• What you are asked to do: Please find the lines in the following records that hold "HeaderEntry", and copy them.

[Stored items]
================

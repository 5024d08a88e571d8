use base64::{engine::general_purpose, Engine as _};
use serde::{Deserialize, Serialize};
use thiserror::Error;
use url::Url;

use crate::models::{CompletedRequest, HeaderEntry, RequestBody};

#[derive(Debug, Error)]
pub enum TranslateError {
    #[error("cannot translate malformed URL {url:?}: {source}")]
    MalformedUrl {
        url: String,
        #[source]
        source: url::ParseError,
    },
}

#[derive(Debug, Clone, PartialEq, Eq, Serialize, Deserialize)]
pub struct KeyValue {
    pub key: String,
    pub value: String,
}

impl KeyValue {
    fn new(key: impl Into<String>, value: impl Into<String>) -> Self {
        Self {
            key: key.into(),
            value: value.into(),
        }
    }
}

/// One collection item describing a captured exchange
#[derive(Debug, Clone, PartialEq, Serialize, Deserialize)]
pub struct PostmanItem {
    pub name: String,
    pub request: PostmanRequest,
    pub response: PostmanResponse,
    pub timestamp: i64,
    #[serde(rename = "tabId")]
    pub tab_id: i64,
}

#[derive(Debug, Clone, PartialEq, Serialize, Deserialize)]
pub struct PostmanRequest {
    pub method: String,
    pub header: Vec<KeyValue>,
    pub url: PostmanUrl,
    pub body: Option<PostmanBody>,
}

#[derive(Debug, Clone, PartialEq, Eq, Serialize, Deserialize)]
pub struct PostmanUrl {
    pub raw: String,
    pub protocol: String,
    pub host: Vec<String>,
    /// Empty when the scheme's default port is used
    pub port: String,
    pub path: Vec<String>,
    pub query: Vec<KeyValue>,
}

#[derive(Debug, Clone, PartialEq, Eq, Serialize, Deserialize)]
#[serde(tag = "mode", rename_all = "lowercase")]
pub enum PostmanBody {
    Urlencoded { urlencoded: Vec<KeyValue> },
    Raw { raw: String },
}

#[derive(Debug, Clone, PartialEq, Eq, Serialize, Deserialize)]
pub struct PostmanResponse {
    pub status: String,
    pub code: u16,
    pub header: Vec<KeyValue>,
    /// Response bodies are not observable; always empty
    pub body: String,
}

/// Translate a completed request into a collection item
pub fn to_postman_item(record: &CompletedRequest) -> Result<PostmanItem, TranslateError> {
    let request = &record.request;
    let url = Url::parse(&request.url).map_err(|source| TranslateError::MalformedUrl {
        url: request.url.clone(),
        source,
    })?;

    Ok(PostmanItem {
        name: format!("{} {}", request.method, url.path()),
        request: PostmanRequest {
            method: request.method.clone(),
            header: key_values(request.request_headers.as_deref().unwrap_or_default()),
            url: PostmanUrl::from_url(&request.url, &url),
            body: request.body.as_ref().map(PostmanBody::from_body),
        },
        response: PostmanResponse {
            status: status_text(record.response.status_code, record.response.status_line.as_deref()),
            code: record.response.status_code,
            header: key_values(&record.response.headers),
            body: String::new(),
        },
        timestamp: request.captured_at,
        tab_id: request.tab_id,
    })
}

fn key_values(headers: &[HeaderEntry]) -> Vec<KeyValue> {
    headers
        .iter()
        .map(|h| KeyValue::new(h.name.clone(), h.value.clone()))
        .collect()
}

impl PostmanUrl {
    fn from_url(raw: &str, url: &Url) -> Self {
        Self {
            raw: raw.to_string(),
            protocol: url.scheme().to_string(),
            host: url
                .host_str()
                .map(|h| h.split('.').map(str::to_string).collect())
                .unwrap_or_default(),
            port: url.port().map(|p| p.to_string()).unwrap_or_default(),
            path: url
                .path()
                .split('/')
                .filter(|segment| !segment.is_empty())
                .map(str::to_string)
                .collect(),
            query: url
                .query_pairs()
                .map(|(k, v)| KeyValue::new(k.into_owned(), v.into_owned()))
                .collect(),
        }
    }
}

impl PostmanBody {
    /// Multi-valued form fields keep only their first value.
    fn from_body(body: &RequestBody) -> Self {
        match body {
            RequestBody::Form(fields) => PostmanBody::Urlencoded {
                urlencoded: fields
                    .iter()
                    .map(|field| {
                        KeyValue::new(
                            field.name.clone(),
                            field.values.first().cloned().unwrap_or_default(),
                        )
                    })
                    .collect(),
            },
            RequestBody::Raw(chunks) => {
                let bytes = chunks.concat();
                let raw = match String::from_utf8(bytes) {
                    Ok(text) => text,
                    Err(err) => general_purpose::STANDARD.encode(err.as_bytes()),
                };
                PostmanBody::Raw { raw }
            }
        }
    }
}

/// Reason phrase from the provider's status line, else the canonical one
fn status_text(code: u16, status_line: Option<&str>) -> String {
    if let Some(reason) = status_line
        .and_then(|line| line.trim().splitn(3, ' ').nth(2))
        .map(str::trim)
        .filter(|reason| !reason.is_empty())
    {
        return reason.to_string();
    }
    http::StatusCode::from_u16(code)
        .ok()
        .and_then(|status| status.canonical_reason())
        .unwrap_or_default()
        .to_string()
}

================

• Your solution:
use crate::models::{CompletedRequest, HeaderEntry, RequestBody};
fn key_values(headers: &[HeaderEntry]) -> Vec<KeyValue> {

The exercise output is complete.